Julia, thanks for clarifying the temp for me.

BlueHeronFarm, hope you don't mind if I ask another mozzarella question here, but someone else might be interested, too.

Can I use lipase powder when making the quick mozzarella recipe? 
I have some and would like to add it, but I'm not sure when.

prairiegirl


----------



## Julia (Jan 29, 2003)

prairiegirl said:


> Can I use lipase powder when making the quick mozzarella recipe?
> I have some and would like to add it, but I'm not sure when.prairiegirl


Sure, add it when you add the citric acid.


----------



## BlueHeronFarm (Feb 9, 2007)

It's funny-- I have found that my "customers" (in quotes, because I most definitely do not sell cheese yet....) prefer the bland flavors. They like the creaminess more than the "flavor" and I have won over people who swear they don't really even like cheese. Same with my chevre.

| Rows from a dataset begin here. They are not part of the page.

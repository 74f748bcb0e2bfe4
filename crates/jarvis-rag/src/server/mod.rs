//! HTTP server for the RAG system

pub mod routes;
pub mod state;

use axum::{
    extract::State,
    http::StatusCode,
    response::{Html, IntoResponse},
    routing::get,
    Json, Router,
};
use std::net::SocketAddr;
use tower_http::{
    compression::CompressionLayer,
    cors::{Any, CorsLayer},
    trace::TraceLayer,
};

use crate::error::{Error, Result};
use state::AppState;

/// Single-page UI with chat, upload and collection tabs
const INDEX_HTML: &str = include_str!("static/index.html");

/// RAG HTTP Server
pub struct RagServer {
    state: AppState,
}

impl RagServer {
    /// Create a server around prepared state
    pub fn new(state: AppState) -> Self {
        Self { state }
    }

    /// Start the server and run until Ctrl+C
    pub async fn start(self) -> Result<()> {
        let addr: SocketAddr = self
            .address()
            .parse()
            .map_err(|e| Error::Config(format!("Invalid address: {}", e)))?;

        let router = build_router(self.state);

        tracing::info!("Starting RAG server on http://{}", addr);

        let listener = tokio::net::TcpListener::bind(addr)
            .await
            .map_err(|e| Error::Config(format!("Failed to bind: {}", e)))?;

        axum::serve(listener, router)
            .with_graceful_shutdown(shutdown_signal())
            .await
            .map_err(|e| Error::Internal(format!("Server error: {}", e)))?;

        Ok(())
    }

    /// Get the server address
    pub fn address(&self) -> String {
        let server = &self.state.config().server;
        format!("{}:{}", server.host, server.port)
    }
}

/// Build the router with all routes
pub fn build_router(state: AppState) -> Router {
    let server = state.config().server.clone();

    let router = Router::new()
        .route("/", get(index))
        .route("/health", get(health_check))
        .route("/ready", get(readiness))
        .nest("/api", routes::api_routes(server.max_upload_size))
        .with_state(state)
        .layer(TraceLayer::new_for_http())
        .layer(CompressionLayer::new());

    if server.enable_cors {
        router.layer(
            CorsLayer::new()
                .allow_origin(Any)
                .allow_methods(Any)
                .allow_headers(Any),
        )
    } else {
        router
    }
}

async fn index() -> Html<&'static str> {
    Html(INDEX_HTML)
}

/// Health check endpoint
async fn health_check() -> &'static str {
    "OK"
}

/// Readiness: every provider answers its health check
async fn readiness(State(state): State<AppState>) -> impl IntoResponse {
    let report = state.engine().health().await;
    let status = if report.all_healthy() {
        StatusCode::OK
    } else {
        StatusCode::SERVICE_UNAVAILABLE
    };
    (status, Json(report))
}

async fn shutdown_signal() {
    if let Err(e) = tokio::signal::ctrl_c().await {
        tracing::error!("Failed to listen for shutdown signal: {}", e);
        std::future::pending::<()>().await;
    }
    tracing::info!("Shutting down");
}
//! Query request types

use serde::{Deserialize, Serialize};

/// Query request for RAG search
#[derive(Debug, Clone, Default, Serialize, Deserialize)]
pub struct QueryRequest {
    /// The question to answer
    pub question: String,

    /// Number of chunks to retrieve (config default when absent)
    #[serde(default)]
    pub top_k: Option<usize>,

    /// Name used to personalise the "nothing found" answer
    #[serde(default)]
    pub user_name: Option<String>,
}

impl QueryRequest {
    /// Create a new query
    pub fn new(question: impl Into<String>) -> Self {
        Self {
            question: question.into(),
            ..Default::default()
        }
    }

    /// Set the number of results to retrieve
    pub fn with_top_k(mut self, k: usize) -> Self {
        self.top_k = Some(k);
        self
    }

    /// Set the user name for personalised fallbacks
    pub fn with_user_name(mut self, name: impl Into<String>) -> Self {
        self.user_name = Some(name.into());
        self
    }
}

/// Speaker of a chat message
#[derive(Debug, Clone, Copy, PartialEq, Eq, Serialize, Deserialize)]
#[serde(rename_all = "lowercase")]
pub enum ChatRole {
    User,
    Assistant,
}

/// One turn of a conversation
#[derive(Debug, Clone, Serialize, Deserialize)]
pub struct ChatMessage {
    pub role: ChatRole,
    pub content: String,
}

/// Multi-turn chat request; only the last user turn is answered
#[derive(Debug, Clone, Serialize, Deserialize)]
pub struct ChatRequest {
    pub messages: Vec<ChatMessage>,
    #[serde(default)]
    pub top_k: Option<usize>,
    #[serde(default)]
    pub user_name: Option<String>,
}

impl ChatRequest {
    /// The most recent user message, if any
    pub fn last_user_message(&self) -> Option<&str> {
        self.messages
            .iter()
            .rev()
            .find(|m| m.role == ChatRole::User)
            .map(|m| m.content.as_str())
    }
}

/// Paste-in text to be stored as a document
#[derive(Debug, Clone, Serialize, Deserialize)]
pub struct TextIngestRequest {
    pub title: String,
    pub text: String,
}

#[cfg(test)]
mod tests {
    use super::*;

    #[test]
    fn test_last_user_message() {
        let request: ChatRequest = serde_json::from_str(
            r#"{"messages": [
                {"role": "user", "content": "first"},
                {"role": "assistant", "content": "answer"},
                {"role": "user", "content": "second"},
                {"role": "assistant", "content": "answer two"}
            ]}"#,
        )
        .unwrap();
        assert_eq!(request.last_user_message(), Some("second"));
        assert_eq!(request.top_k, None);
    }

    #[test]
    fn test_no_user_message() {
        let request = ChatRequest {
            messages: vec![ChatMessage {
                role: ChatRole::Assistant,
                content: "hello".into(),
            }],
            top_k: None,
            user_name: None,
        };
        assert!(request.last_user_message().is_none());
    }
}
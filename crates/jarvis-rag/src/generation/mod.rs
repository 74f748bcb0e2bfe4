//! Prompt assembly, response cleanup and citations

pub mod citation;
pub mod prompt;

pub use citation::{format_sources, retrieved_chunks, truncate_snippet, RetrievedChunk};
pub use prompt::{clean_response, PromptBuilder};
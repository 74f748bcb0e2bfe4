//! Application state for the RAG server

use std::sync::Arc;

use crate::config::RagConfig;
use crate::engine::RagEngine;
use crate::error::Result;

/// Shared application state
#[derive(Clone)]
pub struct AppState {
    inner: Arc<AppStateInner>,
}

struct AppStateInner {
    engine: RagEngine,
}

impl AppState {
    /// Wrap an assembled engine
    pub fn new(engine: RagEngine) -> Self {
        Self {
            inner: Arc::new(AppStateInner { engine }),
        }
    }

    /// Connect providers from configuration
    pub async fn from_config(config: RagConfig) -> Result<Self> {
        tracing::info!("Initializing RAG application state...");
        let engine = RagEngine::from_config(config).await?;
        tracing::info!("Application state ready");
        Ok(Self::new(engine))
    }

    pub fn engine(&self) -> &RagEngine {
        &self.inner.engine
    }

    pub fn config(&self) -> &RagConfig {
        self.inner.engine.config()
    }
}
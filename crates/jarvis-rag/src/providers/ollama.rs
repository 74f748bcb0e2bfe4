//! Ollama client for answer generation and embeddings
//!
//! Requests are sent once; failures are classified and returned to the
//! caller without retrying.

use async_trait::async_trait;
use reqwest::{Client, Response, StatusCode};
use serde::{Deserialize, Serialize};
use std::sync::Arc;
use std::time::Duration;

use crate::config::LlmConfig;
use crate::error::{Error, Result};

use super::embedding::EmbeddingProvider;
use super::llm::LlmProvider;

/// Ollama API client
pub struct OllamaClient {
    /// HTTP client
    client: Client,
    /// Configuration
    config: LlmConfig,
}

#[derive(Serialize)]
struct GenerateRequest<'a> {
    model: &'a str,
    prompt: &'a str,
    stream: bool,
    options: GenerateOptions,
}

#[derive(Serialize)]
struct GenerateOptions {
    temperature: f32,
    num_predict: u32,
    top_k: u32,
    top_p: f32,
    repeat_penalty: f32,
}

#[derive(Deserialize)]
struct GenerateResponse {
    response: String,
}

#[derive(Serialize)]
struct EmbedRequest<'a> {
    model: &'a str,
    prompt: &'a str,
}

#[derive(Deserialize)]
struct EmbedResponse {
    embedding: Vec<f32>,
}

#[derive(Deserialize)]
struct TagsResponse {
    #[serde(default)]
    models: Vec<ModelTag>,
}

#[derive(Deserialize)]
struct ModelTag {
    name: String,
}

impl OllamaClient {
    /// Create a new Ollama client
    pub fn new(config: &LlmConfig) -> Result<Self> {
        let client = Client::builder()
            .timeout(Duration::from_secs(config.timeout_secs))
            .pool_max_idle_per_host(5)
            .build()
            .map_err(|e| Error::config(format!("Failed to create HTTP client: {}", e)))?;

        Ok(Self {
            client,
            config: config.clone(),
        })
    }

    fn url(&self, path: &str) -> String {
        format!("{}{}", self.config.base_url.trim_end_matches('/'), path)
    }

    /// Generate an embedding with `model`
    pub async fn embed(&self, model: &str, text: &str) -> Result<Vec<f32>> {
        let response = self
            .client
            .post(self.url("/api/embeddings"))
            .json(&EmbedRequest { model, prompt: text })
            .send()
            .await
            .map_err(|e| self.transport_error(e))?;

        let embed_response: EmbedResponse = self
            .check_status(response, model)
            .await?
            .json()
            .await
            .map_err(|e| {
                Error::model_unavailable(format!("Failed to parse embedding response: {}", e))
            })?;

        Ok(embed_response.embedding)
    }

    fn transport_error(&self, e: reqwest::Error) -> Error {
        if e.is_connect() {
            Error::ConnectionRefused(self.config.base_url.clone())
        } else if e.is_timeout() {
            Error::model_unavailable(format!(
                "Ollama did not respond within {}s",
                self.config.timeout_secs
            ))
        } else {
            Error::model_unavailable(format!("Ollama request failed: {}", e))
        }
    }

    async fn check_status(&self, response: Response, model: &str) -> Result<Response> {
        let status = response.status();
        if status.is_success() {
            return Ok(response);
        }

        let body = response.text().await.unwrap_or_default();
        if status == StatusCode::NOT_FOUND || body.contains("not found") {
            return Err(Error::ModelNotFound(model.to_string()));
        }
        Err(Error::model_unavailable(format!(
            "Ollama returned HTTP {}: {}",
            status, body
        )))
    }
}

#[async_trait]
impl LlmProvider for OllamaClient {
    async fn generate(&self, prompt: &str, max_tokens: u32, temperature: f32) -> Result<String> {
        let request = GenerateRequest {
            model: &self.config.model,
            prompt,
            stream: false,
            options: GenerateOptions {
                temperature,
                num_predict: max_tokens,
                top_k: self.config.top_k,
                top_p: self.config.top_p,
                repeat_penalty: self.config.repeat_penalty,
            },
        };

        tracing::info!(model = %self.config.model, max_tokens, "Generating answer");

        let response = self
            .client
            .post(self.url("/api/generate"))
            .json(&request)
            .send()
            .await
            .map_err(|e| self.transport_error(e))?;

        let generate_response: GenerateResponse = self
            .check_status(response, &self.config.model)
            .await?
            .json()
            .await
            .map_err(|e| {
                Error::model_unavailable(format!("Failed to parse generation response: {}", e))
            })?;

        Ok(generate_response.response)
    }

    async fn health_check(&self) -> Result<bool> {
        match self.client.get(self.url("/api/tags")).send().await {
            Ok(response) => Ok(response.status().is_success()),
            Err(e) => {
                tracing::warn!(error = %e, "Ollama health check failed");
                Ok(false)
            }
        }
    }

    async fn list_models(&self) -> Result<Vec<String>> {
        let response = self
            .client
            .get(self.url("/api/tags"))
            .send()
            .await
            .map_err(|e| self.transport_error(e))?;

        let tags: TagsResponse = self
            .check_status(response, &self.config.model)
            .await?
            .json()
            .await
            .map_err(|e| Error::model_unavailable(format!("Failed to parse model list: {}", e)))?;

        Ok(tags.models.into_iter().map(|m| m.name).collect())
    }

    fn name(&self) -> &str {
        "ollama"
    }

    fn model(&self) -> &str {
        &self.config.model
    }
}

/// Ollama embedding provider
pub struct OllamaEmbedder {
    client: Arc<OllamaClient>,
    model: String,
    dimensions: usize,
}

impl OllamaEmbedder {
    /// Create an embedder sharing an existing client
    pub fn new(client: Arc<OllamaClient>, model: impl Into<String>, dimensions: usize) -> Self {
        Self {
            client,
            model: model.into(),
            dimensions,
        }
    }
}

#[async_trait]
impl EmbeddingProvider for OllamaEmbedder {
    async fn embed(&self, text: &str) -> Result<Vec<f32>> {
        let embedding = self.client.embed(&self.model, text).await?;
        if embedding.len() != self.dimensions {
            return Err(Error::DimensionMismatch {
                expected: self.dimensions,
                actual: embedding.len(),
            });
        }
        Ok(embedding)
    }

    fn dimensions(&self) -> usize {
        self.dimensions
    }

    async fn health_check(&self) -> Result<bool> {
        self.client.health_check().await
    }

    fn name(&self) -> &str {
        "ollama"
    }
}
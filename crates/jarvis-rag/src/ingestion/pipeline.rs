//! Chunk, embed and store a document

use std::sync::Arc;
use std::time::Instant;

use crate::error::{Error, Result};
use crate::providers::{EmbeddingProvider, MetadataFilter, VectorRecord, VectorStoreProvider};
use crate::types::{Document, IngestReport};

use super::chunker::TextChunker;

/// Ingestion pipeline: chunk → embed → replace the document's vectors
///
/// Re-ingesting a document id replaces its previous chunks, so running the
/// pipeline twice on the same document leaves the index unchanged.
pub struct IngestPipeline {
    chunker: TextChunker,
    embedder: Arc<dyn EmbeddingProvider>,
    vector_store: Arc<dyn VectorStoreProvider>,
}

impl IngestPipeline {
    pub fn new(
        chunker: TextChunker,
        embedder: Arc<dyn EmbeddingProvider>,
        vector_store: Arc<dyn VectorStoreProvider>,
    ) -> Self {
        Self {
            chunker,
            embedder,
            vector_store,
        }
    }

    /// Ingest one document
    pub async fn ingest(&self, doc: &Document) -> Result<IngestReport> {
        let start = Instant::now();

        let mut chunks = self.chunker.chunk_document(doc);
        if chunks.is_empty() {
            return Err(Error::EmptyDocument(doc.filename.clone()));
        }

        let texts: Vec<String> = chunks.iter().map(|c| c.text.clone()).collect();
        let embeddings = self.embedder.embed_batch(&texts).await?;
        if embeddings.len() != chunks.len() {
            return Err(Error::model_unavailable(format!(
                "embedder returned {} vectors for {} chunks",
                embeddings.len(),
                chunks.len()
            )));
        }

        let dimensions = self.embedder.dimensions();
        for (chunk, embedding) in chunks.iter_mut().zip(embeddings) {
            if embedding.len() != dimensions {
                return Err(Error::DimensionMismatch {
                    expected: dimensions,
                    actual: embedding.len(),
                });
            }
            chunk.embedding = embedding;
        }

        // Embedding succeeded, so it is safe to drop the previous version
        let replaced = self
            .vector_store
            .delete_by_filter(&MetadataFilter::DocumentId(doc.id.clone()))
            .await?;

        let records = chunks
            .iter()
            .map(|c| c.to_record())
            .collect::<Result<Vec<VectorRecord>>>()?;
        self.vector_store.upsert(&records).await?;

        tracing::info!(
            document_id = %doc.id,
            chunks = records.len(),
            replaced,
            elapsed_ms = start.elapsed().as_millis() as u64,
            "Ingested document"
        );

        Ok(IngestReport {
            document_id: doc.id.clone(),
            filename: doc.filename.clone(),
            file_type: doc.file_type,
            chunks_created: records.len(),
            chunks_replaced: replaced,
        })
    }
}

I bought lipase, but have yet to use it in any of my cheeses that I "don't sell" -- I like real, flavorful, complex cheeses, but the masses, they love sweet, cream-flavored nubian-style fresh cheese. 

But I will still hound you, Julia, for help as I learn more about REAL cheese. (Even if only for my own consumption)  Thanks.

And PG - ask away. I love this forum - we all learn from each others' questions.


----------



## jerzeygurl (Jan 21, 2005)

i quit using rikkis recipe due to the off and on success i had with it( no aparant cause)

i do the long version now with success


----------



## prairiegirl (Nov 2, 2004)

I made mozzarella a couple of days ago. I used M.J. Toth's recipe for quick mozzarella. I don't know how quick as it took me a couple of hours.LOL 
It turned out great. When we first tried it that night I thought I brined it too long, but we had it on pizza burgers last night and it was fine. It melted good, too.

Yes, I'm a mozzarella maker. What dairy delight is next for me?LOL

Julia, thanks for the tip on using the lipase. 

prairiegirl


----------